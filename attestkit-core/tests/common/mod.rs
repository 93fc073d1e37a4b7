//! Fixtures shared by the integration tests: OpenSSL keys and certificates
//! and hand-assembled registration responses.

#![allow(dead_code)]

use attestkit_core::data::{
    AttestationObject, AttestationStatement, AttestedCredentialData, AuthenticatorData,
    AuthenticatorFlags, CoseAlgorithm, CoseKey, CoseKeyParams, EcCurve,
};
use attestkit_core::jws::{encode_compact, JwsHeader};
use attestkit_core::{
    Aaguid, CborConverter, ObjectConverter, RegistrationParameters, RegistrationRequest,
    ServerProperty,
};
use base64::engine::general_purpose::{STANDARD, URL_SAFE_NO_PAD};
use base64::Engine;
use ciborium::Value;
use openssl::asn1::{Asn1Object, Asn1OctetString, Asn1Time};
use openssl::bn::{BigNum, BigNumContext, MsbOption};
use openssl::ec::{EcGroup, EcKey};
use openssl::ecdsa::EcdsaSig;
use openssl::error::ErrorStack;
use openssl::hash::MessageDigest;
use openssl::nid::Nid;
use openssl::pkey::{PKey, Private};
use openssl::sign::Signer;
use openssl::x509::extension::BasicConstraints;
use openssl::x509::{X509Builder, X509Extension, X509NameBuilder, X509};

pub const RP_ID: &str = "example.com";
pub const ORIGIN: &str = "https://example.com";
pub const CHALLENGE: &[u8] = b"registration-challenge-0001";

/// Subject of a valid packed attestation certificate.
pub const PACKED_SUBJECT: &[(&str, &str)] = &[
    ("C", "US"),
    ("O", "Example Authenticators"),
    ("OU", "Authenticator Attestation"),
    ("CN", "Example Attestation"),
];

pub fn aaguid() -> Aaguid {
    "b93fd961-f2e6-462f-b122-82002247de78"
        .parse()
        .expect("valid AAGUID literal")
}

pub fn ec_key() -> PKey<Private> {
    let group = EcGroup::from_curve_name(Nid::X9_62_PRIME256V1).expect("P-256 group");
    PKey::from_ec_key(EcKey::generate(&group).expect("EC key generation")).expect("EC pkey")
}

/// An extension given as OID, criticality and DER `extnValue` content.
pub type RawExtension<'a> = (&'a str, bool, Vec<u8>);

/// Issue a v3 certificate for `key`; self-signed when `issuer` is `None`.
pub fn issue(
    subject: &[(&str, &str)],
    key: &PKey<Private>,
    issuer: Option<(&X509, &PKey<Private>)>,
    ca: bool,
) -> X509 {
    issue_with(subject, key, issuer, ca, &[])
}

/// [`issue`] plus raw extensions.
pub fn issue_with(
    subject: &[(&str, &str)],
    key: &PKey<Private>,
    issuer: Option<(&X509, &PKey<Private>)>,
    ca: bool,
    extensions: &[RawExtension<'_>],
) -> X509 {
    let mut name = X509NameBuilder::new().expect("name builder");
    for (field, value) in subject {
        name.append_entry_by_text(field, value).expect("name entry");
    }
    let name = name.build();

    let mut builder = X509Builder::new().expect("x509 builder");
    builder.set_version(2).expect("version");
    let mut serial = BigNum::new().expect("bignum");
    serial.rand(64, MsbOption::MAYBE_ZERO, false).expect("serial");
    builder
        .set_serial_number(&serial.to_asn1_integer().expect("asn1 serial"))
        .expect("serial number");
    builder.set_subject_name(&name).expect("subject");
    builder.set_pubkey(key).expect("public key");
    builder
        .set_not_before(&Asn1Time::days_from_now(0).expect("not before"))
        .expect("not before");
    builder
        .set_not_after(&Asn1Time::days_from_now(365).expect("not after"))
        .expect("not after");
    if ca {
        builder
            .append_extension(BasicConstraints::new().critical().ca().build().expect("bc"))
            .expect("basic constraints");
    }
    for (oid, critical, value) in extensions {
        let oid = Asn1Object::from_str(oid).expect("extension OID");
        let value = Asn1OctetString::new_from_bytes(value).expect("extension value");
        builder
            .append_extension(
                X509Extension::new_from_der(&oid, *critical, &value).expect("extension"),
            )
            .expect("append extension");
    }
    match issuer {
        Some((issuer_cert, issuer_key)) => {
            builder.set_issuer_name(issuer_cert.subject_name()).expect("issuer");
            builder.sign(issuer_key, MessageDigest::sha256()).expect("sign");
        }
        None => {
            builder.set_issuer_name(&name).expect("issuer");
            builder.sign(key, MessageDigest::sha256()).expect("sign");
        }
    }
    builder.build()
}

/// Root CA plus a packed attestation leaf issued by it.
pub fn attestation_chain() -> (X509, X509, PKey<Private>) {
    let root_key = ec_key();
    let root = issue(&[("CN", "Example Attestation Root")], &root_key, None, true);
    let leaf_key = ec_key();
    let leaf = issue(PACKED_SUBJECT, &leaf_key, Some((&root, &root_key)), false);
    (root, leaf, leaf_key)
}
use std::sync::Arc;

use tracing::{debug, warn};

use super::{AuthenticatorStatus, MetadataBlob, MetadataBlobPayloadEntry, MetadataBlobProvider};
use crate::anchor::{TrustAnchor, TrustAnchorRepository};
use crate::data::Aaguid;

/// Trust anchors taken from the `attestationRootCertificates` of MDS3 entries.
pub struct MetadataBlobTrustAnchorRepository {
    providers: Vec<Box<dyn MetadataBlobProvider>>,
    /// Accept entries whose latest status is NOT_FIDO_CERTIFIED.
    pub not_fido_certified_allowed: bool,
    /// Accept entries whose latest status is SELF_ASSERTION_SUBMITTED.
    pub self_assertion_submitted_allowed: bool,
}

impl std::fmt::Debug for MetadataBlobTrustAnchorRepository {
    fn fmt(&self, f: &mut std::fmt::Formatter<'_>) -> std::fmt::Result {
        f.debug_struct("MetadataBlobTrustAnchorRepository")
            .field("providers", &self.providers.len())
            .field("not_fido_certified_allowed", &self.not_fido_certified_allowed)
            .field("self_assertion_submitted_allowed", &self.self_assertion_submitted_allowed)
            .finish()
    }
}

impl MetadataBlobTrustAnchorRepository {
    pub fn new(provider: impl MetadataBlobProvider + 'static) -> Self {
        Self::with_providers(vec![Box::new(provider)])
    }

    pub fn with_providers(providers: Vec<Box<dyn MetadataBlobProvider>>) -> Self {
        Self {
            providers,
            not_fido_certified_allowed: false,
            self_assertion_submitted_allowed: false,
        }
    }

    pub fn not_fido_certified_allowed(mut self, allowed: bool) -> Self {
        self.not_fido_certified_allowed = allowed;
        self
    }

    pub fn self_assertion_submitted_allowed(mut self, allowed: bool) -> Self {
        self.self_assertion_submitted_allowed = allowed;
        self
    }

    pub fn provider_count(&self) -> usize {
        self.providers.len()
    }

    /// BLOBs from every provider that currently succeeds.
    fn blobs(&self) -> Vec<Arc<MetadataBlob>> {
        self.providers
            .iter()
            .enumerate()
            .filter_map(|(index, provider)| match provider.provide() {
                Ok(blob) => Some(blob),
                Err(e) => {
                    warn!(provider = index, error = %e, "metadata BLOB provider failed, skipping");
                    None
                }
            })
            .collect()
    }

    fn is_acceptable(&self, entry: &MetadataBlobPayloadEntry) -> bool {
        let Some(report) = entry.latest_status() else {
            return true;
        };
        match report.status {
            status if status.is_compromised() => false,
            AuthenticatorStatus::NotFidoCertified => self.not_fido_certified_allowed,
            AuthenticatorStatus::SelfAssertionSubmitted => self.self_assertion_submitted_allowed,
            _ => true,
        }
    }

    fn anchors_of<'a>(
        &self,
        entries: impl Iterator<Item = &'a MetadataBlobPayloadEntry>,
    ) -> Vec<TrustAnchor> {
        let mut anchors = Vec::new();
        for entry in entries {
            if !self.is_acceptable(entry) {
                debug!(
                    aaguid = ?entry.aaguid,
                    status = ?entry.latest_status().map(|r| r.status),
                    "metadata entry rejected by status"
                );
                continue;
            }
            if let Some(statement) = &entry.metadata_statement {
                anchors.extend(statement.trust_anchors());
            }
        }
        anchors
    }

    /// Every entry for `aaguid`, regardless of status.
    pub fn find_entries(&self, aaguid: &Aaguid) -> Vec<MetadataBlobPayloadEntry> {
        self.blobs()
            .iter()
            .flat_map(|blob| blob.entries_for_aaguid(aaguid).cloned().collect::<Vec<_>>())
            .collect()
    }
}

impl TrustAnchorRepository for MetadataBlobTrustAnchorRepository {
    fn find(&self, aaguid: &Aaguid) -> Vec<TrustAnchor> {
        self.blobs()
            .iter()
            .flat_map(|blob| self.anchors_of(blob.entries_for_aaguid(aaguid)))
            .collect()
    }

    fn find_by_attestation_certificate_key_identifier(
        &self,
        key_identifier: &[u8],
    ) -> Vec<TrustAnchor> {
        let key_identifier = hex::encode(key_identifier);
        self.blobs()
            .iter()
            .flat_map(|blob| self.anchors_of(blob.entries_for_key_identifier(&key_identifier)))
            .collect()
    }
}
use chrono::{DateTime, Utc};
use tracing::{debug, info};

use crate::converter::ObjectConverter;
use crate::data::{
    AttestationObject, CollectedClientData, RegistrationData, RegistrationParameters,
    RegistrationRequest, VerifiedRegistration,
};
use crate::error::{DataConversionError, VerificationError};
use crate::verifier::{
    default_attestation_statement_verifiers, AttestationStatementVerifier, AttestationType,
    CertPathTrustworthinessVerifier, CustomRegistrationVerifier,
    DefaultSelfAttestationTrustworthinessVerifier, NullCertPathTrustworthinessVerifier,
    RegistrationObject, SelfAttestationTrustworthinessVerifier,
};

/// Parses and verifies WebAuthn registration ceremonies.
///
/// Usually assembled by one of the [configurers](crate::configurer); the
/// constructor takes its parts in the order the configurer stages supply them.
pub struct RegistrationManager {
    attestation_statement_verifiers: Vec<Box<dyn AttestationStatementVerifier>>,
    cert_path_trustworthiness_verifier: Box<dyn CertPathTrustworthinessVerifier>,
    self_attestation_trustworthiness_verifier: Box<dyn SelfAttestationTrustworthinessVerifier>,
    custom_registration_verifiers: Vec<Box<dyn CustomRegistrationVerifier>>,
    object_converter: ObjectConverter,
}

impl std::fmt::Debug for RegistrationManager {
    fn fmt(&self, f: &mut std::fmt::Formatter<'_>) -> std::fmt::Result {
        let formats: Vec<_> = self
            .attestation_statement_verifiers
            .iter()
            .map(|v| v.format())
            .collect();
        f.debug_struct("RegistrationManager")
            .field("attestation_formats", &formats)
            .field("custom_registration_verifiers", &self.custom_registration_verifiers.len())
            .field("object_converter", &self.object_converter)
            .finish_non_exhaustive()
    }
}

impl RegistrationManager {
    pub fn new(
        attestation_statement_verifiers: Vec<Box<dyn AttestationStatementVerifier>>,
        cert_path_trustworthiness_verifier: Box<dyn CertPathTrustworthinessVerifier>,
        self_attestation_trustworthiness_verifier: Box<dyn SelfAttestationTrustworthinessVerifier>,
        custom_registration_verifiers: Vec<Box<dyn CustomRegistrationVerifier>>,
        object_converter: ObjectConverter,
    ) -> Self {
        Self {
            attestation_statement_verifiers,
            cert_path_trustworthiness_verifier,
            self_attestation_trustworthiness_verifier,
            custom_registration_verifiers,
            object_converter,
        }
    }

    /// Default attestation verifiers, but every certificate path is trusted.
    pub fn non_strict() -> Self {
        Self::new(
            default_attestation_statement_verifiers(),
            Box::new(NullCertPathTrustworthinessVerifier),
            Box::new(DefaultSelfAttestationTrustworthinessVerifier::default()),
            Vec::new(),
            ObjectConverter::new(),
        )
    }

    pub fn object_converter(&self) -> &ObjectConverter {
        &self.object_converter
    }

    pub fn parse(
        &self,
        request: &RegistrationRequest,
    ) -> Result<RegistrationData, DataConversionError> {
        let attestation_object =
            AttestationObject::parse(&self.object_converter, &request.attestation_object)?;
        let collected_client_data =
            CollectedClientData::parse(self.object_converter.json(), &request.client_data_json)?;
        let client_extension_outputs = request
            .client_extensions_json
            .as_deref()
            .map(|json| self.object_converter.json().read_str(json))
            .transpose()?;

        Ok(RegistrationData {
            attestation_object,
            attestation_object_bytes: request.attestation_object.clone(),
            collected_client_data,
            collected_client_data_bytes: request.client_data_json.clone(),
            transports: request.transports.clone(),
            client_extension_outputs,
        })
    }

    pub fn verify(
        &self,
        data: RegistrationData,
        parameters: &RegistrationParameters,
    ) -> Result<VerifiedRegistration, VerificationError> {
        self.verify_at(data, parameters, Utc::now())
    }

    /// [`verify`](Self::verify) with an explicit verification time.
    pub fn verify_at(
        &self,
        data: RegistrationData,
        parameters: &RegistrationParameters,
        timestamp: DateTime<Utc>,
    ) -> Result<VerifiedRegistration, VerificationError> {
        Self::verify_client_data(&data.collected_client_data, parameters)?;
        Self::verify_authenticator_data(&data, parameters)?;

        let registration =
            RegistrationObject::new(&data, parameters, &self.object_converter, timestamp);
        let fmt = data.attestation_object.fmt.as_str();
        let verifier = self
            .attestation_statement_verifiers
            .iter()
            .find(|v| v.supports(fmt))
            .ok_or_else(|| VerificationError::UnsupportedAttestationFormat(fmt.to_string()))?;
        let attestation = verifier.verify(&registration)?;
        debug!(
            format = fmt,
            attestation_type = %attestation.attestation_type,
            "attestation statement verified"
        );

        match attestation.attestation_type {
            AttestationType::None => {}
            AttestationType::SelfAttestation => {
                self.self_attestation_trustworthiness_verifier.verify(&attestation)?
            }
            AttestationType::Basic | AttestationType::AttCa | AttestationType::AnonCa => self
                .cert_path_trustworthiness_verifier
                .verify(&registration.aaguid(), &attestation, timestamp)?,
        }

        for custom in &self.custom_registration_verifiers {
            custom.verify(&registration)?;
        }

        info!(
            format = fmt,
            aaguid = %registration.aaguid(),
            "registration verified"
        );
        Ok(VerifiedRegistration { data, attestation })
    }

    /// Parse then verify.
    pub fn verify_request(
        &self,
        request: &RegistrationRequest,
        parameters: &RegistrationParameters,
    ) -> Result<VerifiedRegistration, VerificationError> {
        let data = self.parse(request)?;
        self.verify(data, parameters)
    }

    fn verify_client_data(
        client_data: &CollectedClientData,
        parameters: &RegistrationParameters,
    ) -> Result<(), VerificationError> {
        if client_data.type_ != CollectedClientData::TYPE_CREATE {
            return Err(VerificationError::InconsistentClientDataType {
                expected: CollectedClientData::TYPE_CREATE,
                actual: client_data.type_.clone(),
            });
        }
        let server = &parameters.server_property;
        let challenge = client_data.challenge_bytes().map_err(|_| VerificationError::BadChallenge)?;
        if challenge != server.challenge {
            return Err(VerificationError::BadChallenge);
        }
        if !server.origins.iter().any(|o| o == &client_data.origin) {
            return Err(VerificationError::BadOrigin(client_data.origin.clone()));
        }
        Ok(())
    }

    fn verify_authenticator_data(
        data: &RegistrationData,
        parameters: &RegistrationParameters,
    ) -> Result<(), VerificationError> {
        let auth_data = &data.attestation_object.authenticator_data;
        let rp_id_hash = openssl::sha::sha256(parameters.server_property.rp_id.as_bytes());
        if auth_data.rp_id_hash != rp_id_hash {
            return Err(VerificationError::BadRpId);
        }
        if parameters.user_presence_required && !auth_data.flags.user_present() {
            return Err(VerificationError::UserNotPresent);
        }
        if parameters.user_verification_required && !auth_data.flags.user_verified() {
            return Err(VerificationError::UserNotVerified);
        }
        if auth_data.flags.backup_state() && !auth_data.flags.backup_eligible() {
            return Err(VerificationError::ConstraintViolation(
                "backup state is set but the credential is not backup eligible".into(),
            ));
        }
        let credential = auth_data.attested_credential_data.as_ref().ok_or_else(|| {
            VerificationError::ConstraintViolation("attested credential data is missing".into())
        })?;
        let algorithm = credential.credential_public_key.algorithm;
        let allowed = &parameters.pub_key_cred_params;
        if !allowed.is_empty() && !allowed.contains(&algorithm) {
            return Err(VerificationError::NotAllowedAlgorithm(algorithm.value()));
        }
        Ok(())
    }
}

********************

■ **Required action**: Copy every line of the data that holds the string "MessageDigest".

■ **Result of this exercise**:
use openssl::hash::MessageDigest;
            builder.sign(issuer_key, MessageDigest::sha256()).expect("sign");
            builder.sign(key, MessageDigest::sha256()).expect("sign");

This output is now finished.